Blog readers, in my journey to be more kind, positive, loving, and patient with others, I have a HUGE topic that gets me every time. I continue to receive one recurring comment from people EVERYWHERE, be they friends, family, neighbors, Facebook friends, church members, etc. I simply can’t ever respond to this comment with any success. Can you help me out?
Here’s the situation:
In 15 years of marriage, we have moved eleven times. Each time we move, it is a good thing (because I’ve finally found a safer, less expensive, more spacious rental or because we were finally able to buy) yet each time we move, we receive the same comment made with the same face:
<grimaces painfully> “Wow, you guys sure move around a lot. When are you going to settle down?”
Here’s my explanation:
–While my husband was in grad school, we had children, so I was always on the lookout for kid-friendly yet inexpensive properties. Whenever I found one, we jumped on it, usually after our one-year lease was over. So we moved every year while in grad school.
–After grad school, we moved to a new town for my husband’s work. Our home in the previous town didn’t sell, so again we had to rent. One rental closed down because the owner had been foreclosed on, so we were forced to rent the first place we could find in a HURRY. This place wasn’t safe for children, however (on a very busy street with some “registered offenders” on it), so we moved again a few months later once we had the time to really look around for something suitable (that’s right–THREE moves in one year. I’ve tried summing this up to people who make “the comment,” but the story is too long so they just tune out).
–When my husband decided to pursue his doctorate, we again packed up, moved to another city and into a rental, then when he finished his doctorate, we bought a home in that town.
–With his post-doc completed, my husband has recently received a VERY lucrative offer from a company in a faraway state. We will be moving this year for the TWELVTH TIME. That’s right–TWELVE MOVES IN FIFTEEN YEARS OF MARRIAGE.
I haven’t told ANYBODY but my parents and siblings (and inlaws and husband’s siblings) about this new job because I’m not ready for the emotional workout of facing all those grimacing comments about how often I move.
Can anybody help me prepare a gracious response?
RESPONSES I’VE TRIED IN THE PAST:
- I’ve tried laughing and just saying, “I know–I must be a gypsy at heart!” or “Yes, God must want us to learn a lot–maybe our children will grow up to become world-travelling missionaries!” (but people just respond, “Your children would be better off with some stability.”)
- “Yes, moving is such a blessing. All these moves keep me from accumulating too much stuff; it is so freeing to live the minimalist lifestyle!” (usually met with “Yes, but children need to know that their possessions are secure, not going to Goodwill every few months!”)

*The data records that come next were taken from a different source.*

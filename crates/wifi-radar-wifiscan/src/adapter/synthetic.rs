//! Seeded synthetic access-point generator for demo mode and tests.
//!
//! Ten access points in three correlated clusters plus three independent
//! ones. Members of a cluster share a slow sinusoidal drift, so their RSSI
//! histories correlate strongly; independent APs carry only Gaussian noise.
//! Time advances by a fixed virtual step per scan so runs are reproducible
//! for a given seed.

use std::time::Instant;

use parking_lot::Mutex;
use rand::rngs::StdRng;
use rand::SeedableRng;
use rand_distr::{Distribution, Normal};

use crate::domain::bssid::{BssidId, BssidObservation};
use crate::error::ScanResult;
use crate::port::WlanScanPort;

/// Shared drift driving one cluster of access points.
#[derive(Debug, Clone, Copy)]
enum Drift {
    /// `sin(t * 0.5) * 5`
    Home,
    /// `sin(t * 0.3) * 8`
    Neighbor,
    /// `cos(t * 0.7) * 4`
    Office,
    /// No shared component.
    None,
}

impl Drift {
    fn at(self, t: f64) -> f64 {
        match self {
            Self::Home => (t * 0.5).sin() * 5.0,
            Self::Neighbor => (t * 0.3).sin() * 8.0,
            Self::Office => (t * 0.7).cos() * 4.0,
            Self::None => 0.0,
        }
    }
}

/// One simulated access point.
#[derive(Debug, Clone)]
struct SimulatedAp {
    bssid: BssidId,
    ssid: &'static str,
    channel: u8,
    base_dbm: f64,
    drift: Drift,
    noise_sigma: f64,
}

fn ap(
    mac: [u8; 6],
    ssid: &'static str,
    channel: u8,
    base_dbm: f64,
    drift: Drift,
    noise_sigma: f64,
) -> SimulatedAp {
    SimulatedAp {
        bssid: BssidId(mac),
        ssid,
        channel,
        base_dbm,
        drift,
        noise_sigma,
    }
}

fn default_access_points() -> Vec<SimulatedAp> {
    vec![
        ap([0xaa, 0xbb, 0xcc, 0, 0, 1], "HomeNet", 6, -45.0, Drift::Home, 1.5),
        ap([0xaa, 0xbb, 0xcc, 0, 0, 2], "HomeNet_5G", 36, -50.0, Drift::Home, 1.5),
        ap([0xaa, 0xbb, 0xcc, 0, 0, 3], "HomeNet_6E", 149, -55.0, Drift::Home, 1.5),
        ap([0xdd, 0xee, 0xff, 0, 0, 1], "Neighbor", 1, -65.0, Drift::Neighbor, 1.0),
        ap([0xdd, 0xee, 0xff, 0, 0, 2], "Neighbor_5G", 44, -70.0, Drift::Neighbor, 1.0),
        ap([0x77, 0x88, 0x99, 0, 0, 1], "Office", 6, -60.0, Drift::Office, 2.0),
        ap([0x77, 0x88, 0x99, 0, 0, 2], "Office_5G", 48, -58.0, Drift::Office, 2.0),
        ap([0x11, 0x22, 0x33, 0, 0, 1], "CoffeeShop", 11, -75.0, Drift::None, 4.0),
        ap([0x44, 0x55, 0x66, 0, 0, 1], "FreeWiFi", 6, -80.0, Drift::None, 3.0),
        ap([0x55, 0x66, 0x77, 0, 0, 1], "Guest", 3, -72.0, Drift::None, 5.0),
    ]
}

struct GeneratorState {
    rng: StdRng,
    scans: u64,
}

/// Synthetic scan backend.
pub struct SyntheticScanner {
    access_points: Vec<SimulatedAp>,
    step_secs: f64,
    state: Mutex<GeneratorState>,
}

impl SyntheticScanner {
    /// Weakest RSSI the generator emits.
    pub const MIN_DBM: i32 = -95;
    /// Strongest RSSI the generator emits.
    pub const MAX_DBM: i32 = -20;

    /// Create a generator with the given RNG seed and virtual time step
    /// (seconds of simulated time per scan).
    pub fn new(seed: u64, step_secs: f64) -> Self {
        Self {
            access_points: default_access_points(),
            step_secs,
            state: Mutex::new(GeneratorState {
                rng: StdRng::seed_from_u64(seed),
                scans: 0,
            }),
        }
    }

    /// Number of simulated access points.
    pub fn access_point_count(&self) -> usize {
        self.access_points.len()
    }

    /// Produce the next synthetic scan.
    pub fn next_scan(&self) -> Vec<BssidObservation> {
        let mut state = self.state.lock();
        state.scans += 1;
        let t = state.scans as f64 * self.step_secs;
        let now = Instant::now();

        self.access_points
            .iter()
            .map(|ap| {
                let noise = Normal::new(0.0, ap.noise_sigma)
                    .map(|n| n.sample(&mut state.rng))
                    .unwrap_or(0.0);
                let rssi = BssidObservation::dbm_from_f64(ap.base_dbm + ap.drift.at(t) + noise)
                    .clamp(Self::MIN_DBM, Self::MAX_DBM);
                let mut obs = BssidObservation::new(ap.bssid, ap.ssid, ap.channel, rssi);
                obs.timestamp = now;
                obs
            })
            .collect()
    }
}

impl Default for SyntheticScanner {
    fn default() -> Self {
        Self::new(0x5eed, 4.0)
    }
}

impl WlanScanPort for SyntheticScanner {
    fn scan(&self) -> ScanResult<Vec<BssidObservation>> {
        Ok(self.next_scan())
    }

    fn name(&self) -> &'static str {
        "synthetic"
    }
}
//! Periodic scan driver.
//!
//! One task owns the [`RadarEngine`] and runs scan → ingest → correlate →
//! layout → publish on a fixed interval, so no two cycles ever overlap.
//! Scans run on the blocking pool. A `watch` flag stops the loop between
//! cycles, after which the publisher is closed so every viewer connection
//! winds down.

use std::sync::Arc;
use std::time::{Duration, Instant};

use parking_lot::RwLock;
use tokio::sync::watch;
use tokio::time::MissedTickBehavior;
use tracing::{debug, error, info, warn};
use wifi_radar_wifiscan::{BssidObservation, WlanScanPort};

use crate::engine::RadarEngine;
use crate::publisher::SnapshotPublisher;
use crate::viewers::PublishReport;

/// Shortest scan period the driver will run at.
pub const MIN_PERIOD: Duration = Duration::from_millis(1);

/// Live counters exposed on `/health`.
#[derive(Debug, Clone)]
pub struct RadarStatus {
    /// Name of the scan backend.
    pub source: &'static str,
    /// Last completed cycle.
    pub cycle: u64,
    /// Networks currently tracked.
    pub networks: usize,
    /// Edges in the last snapshot.
    pub edges: usize,
    /// Scans that failed or returned nothing.
    pub empty_scans: u64,
    /// Driver start time.
    pub started: Instant,
}

/// Shared handle to [`RadarStatus`].
pub type SharedStatus = Arc<RwLock<RadarStatus>>;

impl RadarStatus {
    /// Fresh status for `source`, wrapped for sharing.
    pub fn shared(source: &'static str) -> SharedStatus {
        Arc::new(RwLock::new(Self {
            source,
            cycle: 0,
            networks: 0,
            edges: 0,
            empty_scans: 0,
            started: Instant::now(),
        }))
    }
}

/// Drives the engine from a scan backend.
pub struct ScanDriver {
    scanner: Arc<dyn WlanScanPort>,
    engine: RadarEngine,
    publisher: SnapshotPublisher,
    status: SharedStatus,
    period: Duration,
}

impl ScanDriver {
    pub fn new(
        scanner: Arc<dyn WlanScanPort>,
        engine: RadarEngine,
        publisher: SnapshotPublisher,
        status: SharedStatus,
        period: Duration,
    ) -> Self {
        Self {
            scanner,
            engine,
            publisher,
            status,
            period: period.max(MIN_PERIOD),
        }
    }

    /// The engine, for inspection.
    pub fn engine(&self) -> &RadarEngine {
        &self.engine
    }

    /// Run until `shutdown` turns `true` or its sender is dropped.
    pub async fn run(mut self, mut shutdown: watch::Receiver<bool>) {
        let mut interval = tokio::time::interval(self.period);
        interval.set_missed_tick_behavior(MissedTickBehavior::Delay);

        info!(
            source = self.scanner.name(),
            period_ms = self.period.as_millis() as u64,
            "scan driver started"
        );

        loop {
            tokio::select! {
                _ = interval.tick() => {}
                changed = shutdown.changed() => {
                    if changed.is_err() || *shutdown.borrow() {
                        break;
                    }
                    continue;
                }
            }
            if *shutdown.borrow() {
                break;
            }

            let observations = self.scan().await;
            self.step(&observations);
        }

        self.publisher.close();
        info!(cycle = self.engine.cycle(), "scan driver stopped");
    }

    /// Run the scanner off the async runtime. Failures yield an empty scan.
    async fn scan(&self) -> Vec<BssidObservation> {
        let scanner = Arc::clone(&self.scanner);
        match tokio::task::spawn_blocking(move || scanner.scan()).await {
            Ok(Ok(observations)) => observations,
            Ok(Err(e)) => {
                warn!(source = self.scanner.name(), error = %e, "scan failed");
                Vec::new()
            }
            Err(join_err) => {
                error!("scan task panicked: {join_err}");
                Vec::new()
            }
        }
    }

    /// Apply one scan result and publish the resulting snapshot.
    ///
    /// An empty `observations` leaves the engine untouched but still
    /// republishes the current state.
    pub fn step(&mut self, observations: &[BssidObservation]) -> PublishReport {
        let outcome = self.engine.run_cycle(observations);
        let snapshot = self.engine.snapshot();

        {
            let mut status = self.status.write();
            status.cycle = snapshot.cycle;
            status.networks = snapshot.networks.len();
            status.edges = snapshot.edges.len();
            if !outcome.applied() {
                status.empty_scans += 1;
            }
        }

        match self.publisher.publish(&snapshot) {
            Ok(report) => {
                if report.evicted > 0 {
                    debug!(evicted = report.evicted, "viewers evicted during publish");
                }
                report
            }
            Err(e) => {
                error!(cycle = snapshot.cycle, error = %e, "snapshot serialization failed");
                PublishReport::default()
            }
        }
    }
}

#[cfg(test)]
mod tests {
    use super::*;
    use crate::config::RadarConfig;
    use wifi_radar_wifiscan::{ScanResult, SyntheticScanner, WifiScanError};

    struct FailingScanner;

    impl WlanScanPort for FailingScanner {
        fn scan(&self) -> ScanResult<Vec<BssidObservation>> {
            Err(WifiScanError::ScanFailed {
                reason: "radio off".into(),
            })
        }

        fn name(&self) -> &'static str {
            "failing"
        }
    }

    fn driver(scanner: Arc<dyn WlanScanPort>, period_ms: u64) -> (ScanDriver, SnapshotPublisher, SharedStatus) {
        let config = RadarConfig::default();
        let publisher = SnapshotPublisher::new(&config.publish);
        let status = RadarStatus::shared(scanner.name());
        let driver = ScanDriver::new(
            scanner,
            RadarEngine::new(&config),
            publisher.clone(),
            status.clone(),
            Duration::from_millis(period_ms),
        );
        (driver, publisher, status)
    }

    #[tokio::test]
    async fn failed_scan_republishes_unchanged_state() {
        let (mut driver, publisher, status) = driver(Arc::new(FailingScanner), 10);
        let (_, mut rx) = publisher.subscribe().unwrap();

        let observations = driver.scan().await;
        assert!(observations.is_empty());
        let report = driver.step(&observations);
        assert_eq!(report.delivered, 1);

        let payload = rx.recv().await.unwrap();
        let value: serde_json::Value = serde_json::from_str(&payload).unwrap();
        assert_eq!(value["cycle"], 0);
        assert_eq!(value["networks"].as_array().unwrap().len(), 0);
        assert_eq!(status.read().empty_scans, 1);
    }

    #[tokio::test]
    async fn run_stops_on_shutdown_and_closes_viewers() {
        let (driver, publisher, status) = driver(Arc::new(SyntheticScanner::default()), 5);
        let (_, mut rx) = publisher.subscribe().unwrap();
        let (tx, shutdown) = watch::channel(false);
        let handle = tokio::spawn(driver.run(shutdown));

        // Wait for at least two cycles.
        let mut seen = 0;
        while seen < 2 {
            rx.recv().await.unwrap();
            seen += 1;
        }
        tx.send(true).unwrap();
        tokio::time::timeout(Duration::from_secs(5), handle)
            .await
            .unwrap()
            .unwrap();

        assert!(publisher.is_closed());
        assert!(status.read().cycle >= 2);
        // Remaining buffered payloads drain, then the queue reports closed.
        while rx.recv().await.is_some() {}
    }

    #[tokio::test]
    async fn zero_period_runs_at_the_minimum() {
        let (driver, publisher, _) = driver(Arc::new(SyntheticScanner::default()), 0);
        assert_eq!(driver.period, MIN_PERIOD);

        let (_, mut rx) = publisher.subscribe().unwrap();
        let (tx, shutdown) = watch::channel(false);
        let handle = tokio::spawn(driver.run(shutdown));

        let payload = tokio::time::timeout(Duration::from_secs(5), rx.recv())
            .await
            .unwrap()
            .unwrap();
        let value: serde_json::Value = serde_json::from_str(&payload).unwrap();
        assert_eq!(value["cycle"], 1);

        tx.send(true).unwrap();
        tokio::time::timeout(Duration::from_secs(5), handle)
            .await
            .unwrap()
            .unwrap();
        assert!(publisher.is_closed());
    }
}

- “I am so grateful for the increasingly beautiful homes with decreased rent that we’ve been led to over the years. These moves have made it possible for us to pay for my husband’s doctorate!” (usually met with, “Yeah, but it you add up the cost of moving, you’d probably save money if you would just STAY PUT!)
- “Yes, we do move a lot–we’ve been blessed with so many wonderful opportunities for my husband’s education and career that I don’t mind the changes in housing that they bring.” (this is usually met with, “Yeah, but it could hurt his career if you move around like that. It make you look unstable or like you are running from creditors.”)
The worst was last month–I went to visit a dear friend of mine at Fort Campbell, Kentucky, and I let it slip that my husband was considering this lucrative job offer and she said, “Sheesh–you guys move more often than I do, and we’re IN THE MILITARY!”
I had no words to respond. I was too embarrassed.
On our last move, I just never told anyone. I never announced it on Facebook, never told anyone but family, since our phone numbers stayed the same and we were only buying a home in the town where we already lived. BUT GUESS WHAT? Come Christmastime, a bunch of my friends wrote on my Facebook wall, “Hey, your Christmas card was returned to me–what gives?” I quickly deleted those posts, then sent one-on-one messages explaining that we had bought a home (and “oops, silly me, I was so busy decorating it that I forgot to send out an announcement!”) and giving them my new address, but within days, I had former classmates, coworkers, college roomies, and even past boyfriends saying to me, “Sheesh, ANOTHER move?”
So with this upcoming move, I’m dreading telling anyone about it. But I can’t just not tell people, or I get the returned-card-fiasco all over again.
Blog readers, HOW can I announce this move AND keep some shred of dignity when people give me the usual spiel about how weird they think it is that we are moving?
Or am I weird in your minds? Give it to me straight–I can take it. Nothing you say will be worse than what I’ve already heard. And if I am just plain weird, can you think of anything I can say to help assuage my weirdness?
DISCLAIMER: I’m already working my way through those award-winning stay-positive guides The Anatomy of Peace and Bonds That Make Us Free. If any of you knows a way to simply adjust my thinking in the vein of these teachings so that I’m simply no longer bothered by these statements, please share–I manage to let most comments slide as these books teach, but for some reason the “moving comment” is so frequent and SO vehement that I have a really hard disregarding it!!